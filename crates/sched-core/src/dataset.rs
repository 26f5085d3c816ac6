//! Source dataset catalogue.

use std::fmt;
use std::str::FromStr;

use schemars::JsonSchema;
use serde::{Deserialize, Serialize};

use crate::errors::CoreError;
use crate::record::Record;

/// The four source datasets a run consumes.
#[derive(
    Debug, Clone, Copy, PartialEq, Eq, Hash, PartialOrd, Ord, Serialize, Deserialize, JsonSchema,
)]
#[serde(rename_all = "snake_case")]
pub enum Dataset {
    CourseList,
    RoomsData,
    LecturerDetails,
    StudentRequests,
}

impl Dataset {
    pub const ALL: [Self; 4] = [
        Self::CourseList,
        Self::RoomsData,
        Self::LecturerDetails,
        Self::StudentRequests,
    ];

    /// Datasets checked against the lecturer authority, in validation order.
    pub const DEPENDENT: [Self; 3] = [Self::StudentRequests, Self::CourseList, Self::RoomsData];

    /// The dataset whose course codes define validity.
    pub const AUTHORITY: Self = Self::LecturerDetails;

    #[must_use]
    pub const fn as_str(self) -> &'static str {
        match self {
            Self::CourseList => "course_list",
            Self::RoomsData => "rooms_data",
            Self::LecturerDetails => "lecturer_details",
            Self::StudentRequests => "student_requests",
        }
    }

    /// File name inside the data directory.
    #[must_use]
    pub const fn file_name(self) -> &'static str {
        match self {
            Self::CourseList => "course_list.json",
            Self::RoomsData => "rooms_data.json",
            Self::LecturerDetails => "lecturer_details.json",
            Self::StudentRequests => "student_requests.json",
        }
    }

    /// Name of the audit artifact listing records of `self` unmatched against `authority`.
    #[must_use]
    pub fn audit_file_name(self, authority: Self) -> String {
        format!(
            "unmatched from {} when compared to {}.json",
            self.as_str(),
            authority.as_str()
        )
    }
}

impl fmt::Display for Dataset {
    fn fmt(&self, f: &mut fmt::Formatter<'_>) -> fmt::Result {
        f.write_str(self.as_str())
    }
}

impl FromStr for Dataset {
    type Err = CoreError;

    fn from_str(s: &str) -> Result<Self, Self::Err> {
        let stem = s.trim().trim_end_matches(".json");
        Self::ALL
            .into_iter()
            .find(|dataset| dataset.as_str() == stem)
            .ok_or_else(|| CoreError::UnknownDataset(s.to_string()))
    }
}

/// All four datasets, fully materialized.
#[derive(Debug, Clone, Default, PartialEq)]
pub struct Sources {
    pub course_list: Vec<Record>,
    pub rooms_data: Vec<Record>,
    pub lecturer_details: Vec<Record>,
    pub student_requests: Vec<Record>,
}

impl Sources {
    #[must_use]
    pub fn get(&self, dataset: Dataset) -> &[Record] {
        match dataset {
            Dataset::CourseList => &self.course_list,
            Dataset::RoomsData => &self.rooms_data,
            Dataset::LecturerDetails => &self.lecturer_details,
            Dataset::StudentRequests => &self.student_requests,
        }
    }

    pub fn set(&mut self, dataset: Dataset, records: Vec<Record>) {
        match dataset {
            Dataset::CourseList => self.course_list = records,
            Dataset::RoomsData => self.rooms_data = records,
            Dataset::LecturerDetails => self.lecturer_details = records,
            Dataset::StudentRequests => self.student_requests = records,
        }
    }

    /// Move the records of `dataset` out, leaving it empty.
    pub fn take(&mut self, dataset: Dataset) -> Vec<Record> {
        match dataset {
            Dataset::CourseList => std::mem::take(&mut self.course_list),
            Dataset::RoomsData => std::mem::take(&mut self.rooms_data),
            Dataset::LecturerDetails => std::mem::take(&mut self.lecturer_details),
            Dataset::StudentRequests => std::mem::take(&mut self.student_requests),
        }
    }
}

#[cfg(test)]
mod tests {
    use super::*;

    #[test]
    fn parses_stem_and_file_name() {
        assert_eq!("rooms_data".parse::<Dataset>().unwrap(), Dataset::RoomsData);
        assert_eq!(
            "student_requests.json".parse::<Dataset>().unwrap(),
            Dataset::StudentRequests
        );
        assert!("timetable".parse::<Dataset>().is_err());
    }

    #[test]
    fn audit_file_name_names_both_sides() {
        assert_eq!(
            Dataset::StudentRequests.audit_file_name(Dataset::AUTHORITY),
            "unmatched from student_requests when compared to lecturer_details.json"
        );
    }

    #[test]
    fn authority_is_not_a_dependent_dataset() {
        assert!(!Dataset::DEPENDENT.contains(&Dataset::AUTHORITY));
    }

    #[test]
    fn take_leaves_dataset_empty() {
        let mut sources = Sources {
            course_list: vec![Record::default()],
            ..Sources::default()
        };
        assert_eq!(sources.take(Dataset::CourseList).len(), 1);
        assert!(sources.get(Dataset::CourseList).is_empty());
    }
}
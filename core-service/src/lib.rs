//! URL Threat DNA - Core Library
//!
//! Lexical URL feature extraction, threat DNA scoring and classification
//! dispatch. Shared by the `urldna` CLI and the HTTP server.

pub mod constants;
pub mod logic;

pub use logic::features::{extract_features, FeatureVector, UrlFeatures};
pub use logic::model::{load_classifier, Classifier, ClassifierError, ModelConfig};
pub use logic::scan::{predict_batch, predict_url, BatchReport, Prediction, ScanError};
pub use logic::threat::{compute_dna, ThreatDna};
//! Data models

pub mod scan;

pub use scan::*;
//! Single URL prediction handler

use axum::{extract::{rejection::JsonRejection, State}, Json};

use urldna_core::logic::scan::{predict_url, Prediction};

use crate::{AppState, AppResult};
use crate::models::PredictRequest;

/// Classify one URL and return its threat DNA
pub async fn predict(
    State(state): State<AppState>,
    body: Result<Json<PredictRequest>, JsonRejection>,
) -> AppResult<Json<Prediction>> {
    let Json(req) = body?;
    let prediction = predict_url(state.classifier.as_ref(), &req.url)?;

    tracing::debug!(
        url = %prediction.url,
        prediction = %prediction.prediction,
        confidence = prediction.confidence,
        "URL classified"
    );

    Ok(Json(prediction))
}
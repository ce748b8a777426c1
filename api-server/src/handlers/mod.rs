//! HTTP handlers

pub mod health;
pub mod predict;
pub mod bulk;
pub mod model;
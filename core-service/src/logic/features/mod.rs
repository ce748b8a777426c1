//! Features Module - URL Feature Extraction Engine
//!
//! Splits a raw URL string, counts its lexical features and packs them into
//! the versioned vector the classifier consumes.

pub mod layout;
pub mod parse;
pub mod extract;
pub mod vector;

#[cfg(test)]
mod tests;

// Re-export common types
pub use layout::{FEATURE_COUNT, FEATURE_LAYOUT, FEATURE_VERSION, LayoutInfo, layout_hash};
pub use parse::ParsedUrl;
pub use extract::{extract_features, UrlFeatures, SUSPICIOUS_WORDS};
pub use vector::FeatureVector;
//! Threat Module
//!
//! Presentation-side threat scoring: the "threat DNA" radar signals derived
//! from a URL's feature record. Has no effect on classification.
//!
//! ## Structure
//! - `types`: `ThreatDna` and its signal names
//! - `rules`: scaling constants for each signal
//! - `dna`: scoring logic
//!
//! ## Usage
//! ```ignore
//! use urldna_core::logic::{features::extract_features, threat::compute_dna};
//!
//! let url = "http://paypal-secure.example.com/login";
//! let dna = compute_dna(url, &extract_features(url));
//! assert!(dna.suspicious_keywords > 0.0);
//! ```

pub mod types;
pub mod rules;
pub mod dna;

pub use types::{ThreatDna, DNA_SIGNALS};
pub use dna::compute_dna;
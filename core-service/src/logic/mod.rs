//! Logic Module - Business Logic & Engines
//!
//! - `features/` - URL parsing and lexical feature extraction
//! - `threat/` - Threat DNA radar scoring
//! - `model/` - Classifier trait and backends (ONNX, heuristic)
//! - `scan/` - Single and batch classification dispatch

pub mod features;
pub mod threat;
pub mod model;
pub mod scan;
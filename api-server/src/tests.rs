//! Router tests, driven in-process

use std::sync::Arc;

use axum::{
    body::Body,
    http::{header, Request, StatusCode},
    Router,
};
use serde_json::{json, Value};
use tower::ServiceExt;

use urldna_core::logic::features::FeatureVector;
use urldna_core::logic::model::{Classifier, ClassifierError, HeuristicClassifier, LabelEncoder};

use crate::{create_router, AppState};

struct BrokenClassifier(LabelEncoder);

impl Classifier for BrokenClassifier {
    fn method(&self) -> &'static str {
        "broken"
    }

    fn labels(&self) -> &LabelEncoder {
        &self.0
    }

    fn predict(&self, _: &FeatureVector) -> Result<usize, ClassifierError> {
        Err(ClassifierError::Inference("session poisoned".to_string()))
    }

    fn predict_probabilities(&self, _: &FeatureVector) -> Result<Vec<f64>, ClassifierError> {
        Err(ClassifierError::Inference("session poisoned".to_string()))
    }
}

fn app() -> Router {
    create_router(AppState {
        classifier: Arc::new(HeuristicClassifier::default()),
    })
}

fn post_json(uri: &str, body: Value) -> Request<Body> {
    Request::builder()
        .method("POST")
        .uri(uri)
        .header(header::CONTENT_TYPE, "application/json")
        .body(Body::from(body.to_string()))
        .unwrap()
}

async fn send(app: Router, request: Request<Body>) -> (StatusCode, Value) {
    let response = app.oneshot(request).await.unwrap();
    let status = response.status();
    let bytes = axum::body::to_bytes(response.into_body(), usize::MAX).await.unwrap();
    (status, serde_json::from_slice(&bytes).unwrap())
}

#[tokio::test]
async fn test_health() {
    let request = Request::builder().uri("/health").body(Body::empty()).unwrap();
    let (status, body) = send(app(), request).await;

    assert_eq!(status, StatusCode::OK);
    assert_eq!(body["status"], "healthy");
    assert!(body["version"].is_string());
    assert!(body["timestamp"].is_i64());
}

#[tokio::test]
async fn test_model_status() {
    let request = Request::builder().uri("/model").body(Body::empty()).unwrap();
    let (status, body) = send(app(), request).await;

    assert_eq!(status, StatusCode::OK);
    assert_eq!(body["engine"], "heuristic");
    assert_eq!(body["labels"], json!(["benign", "defacement", "malware", "phishing"]));
    assert_eq!(body["layout"]["feature_count"], 24);
}

#[tokio::test]
async fn test_predict() {
    let (status, body) = send(app(), post_json("/predict", json!({"url": " https://www.google.com "}))).await;

    assert_eq!(status, StatusCode::OK);
    assert_eq!(body["url"], "https://www.google.com");
    assert_eq!(body["prediction"], "benign");
    assert_eq!(body["probabilities"].as_object().unwrap().len(), 4);
    assert_eq!(body["dna"].as_object().unwrap().len(), 8);
    assert!(body["confidence"].as_f64().unwrap() > 25.0);
}

#[tokio::test]
async fn test_predict_blank_url_is_bad_request() {
    for payload in [json!({"url": "   "}), json!({})] {
        let (status, body) = send(app(), post_json("/predict", payload)).await;
        assert_eq!(status, StatusCode::BAD_REQUEST);
        assert_eq!(body["error"], "No URL provided");
        assert_eq!(body["status"], 400);
    }
}

#[tokio::test]
async fn test_malformed_body_is_bad_request() {
    let request = Request::builder()
        .method("POST")
        .uri("/predict")
        .header(header::CONTENT_TYPE, "application/json")
        .body(Body::from("{not json"))
        .unwrap();
    let (status, body) = send(app(), request).await;

    assert_eq!(status, StatusCode::BAD_REQUEST);
    assert!(body["error"].is_string());
}

#[tokio::test]
async fn test_bulk() {
    let payload = json!({"urls": ["https://www.google.com", "", "http://192.168.1.1/files/payload.exe"]});
    let (status, body) = send(app(), post_json("/bulk", payload)).await;

    assert_eq!(status, StatusCode::OK);
    assert_eq!(body["total"], 2);
    assert_eq!(body["results"][0]["prediction"], "benign");
    assert_eq!(body["results"][1]["prediction"], "malware");
    assert!(body["results"][0].get("dna").is_none());
    assert_eq!(
        body["summary"],
        json!({"benign": 1, "defacement": 0, "malware": 1, "phishing": 0})
    );
}

#[tokio::test]
async fn test_bulk_classifies_non_string_entries() {
    let payload = json!({"urls": [null, true, 7, "  "]});
    let (status, body) = send(app(), post_json("/bulk", payload)).await;

    assert_eq!(status, StatusCode::OK);
    assert_eq!(body["total"], 3);
    let urls: Vec<&str> = body["results"]
        .as_array()
        .unwrap()
        .iter()
        .map(|r| r["url"].as_str().unwrap())
        .collect();
    assert_eq!(urls, vec!["None", "True", "7"]);

    let counted: u64 = body["summary"].as_object().unwrap().values().map(|v| v.as_u64().unwrap()).sum();
    assert_eq!(counted, 3);
}

#[tokio::test]
async fn test_bulk_limits() {
    let (status, body) = send(app(), post_json("/bulk", json!({"urls": []}))).await;
    assert_eq!(status, StatusCode::BAD_REQUEST);
    assert_eq!(body["error"], "No URLs provided");

    let urls: Vec<String> = (0..501).map(|i| format!("http://site{}.com", i)).collect();
    let (status, body) = send(app(), post_json("/bulk", json!({ "urls": urls }))).await;
    assert_eq!(status, StatusCode::BAD_REQUEST);
    assert_eq!(body["error"], "Max 500 URLs per batch");
}

#[tokio::test]
async fn test_classifier_failure_is_internal_error() {
    let app = create_router(AppState {
        classifier: Arc::new(BrokenClassifier(LabelEncoder::default())),
    });
    let (status, body) = send(app, post_json("/predict", json!({"url": "http://a.com"}))).await;

    assert_eq!(status, StatusCode::INTERNAL_SERVER_ERROR);
    assert_eq!(body["status"], 500);
    assert_eq!(body["error"], "Classification failed");
}
//! Batch prediction handler

use axum::{extract::{rejection::JsonRejection, State}, Json};

use urldna_core::logic::scan::{predict_batch, BatchReport};

use crate::{AppState, AppResult};
use crate::models::BulkRequest;

/// Classify up to 500 URLs, in request order
pub async fn bulk(
    State(state): State<AppState>,
    body: Result<Json<BulkRequest>, JsonRejection>,
) -> AppResult<Json<BatchReport>> {
    let Json(req) = body?;
    let urls = req.url_strings();
    let report = predict_batch(state.classifier.as_ref(), &urls)?;

    tracing::info!("Bulk scan: {} of {} entries classified", report.total, urls.len());

    Ok(Json(report))
}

====================

Find the word "models" in the records, and report each line that has it.

//! Data models
use crate::models::PredictRequest;
use crate::models::BulkRequest;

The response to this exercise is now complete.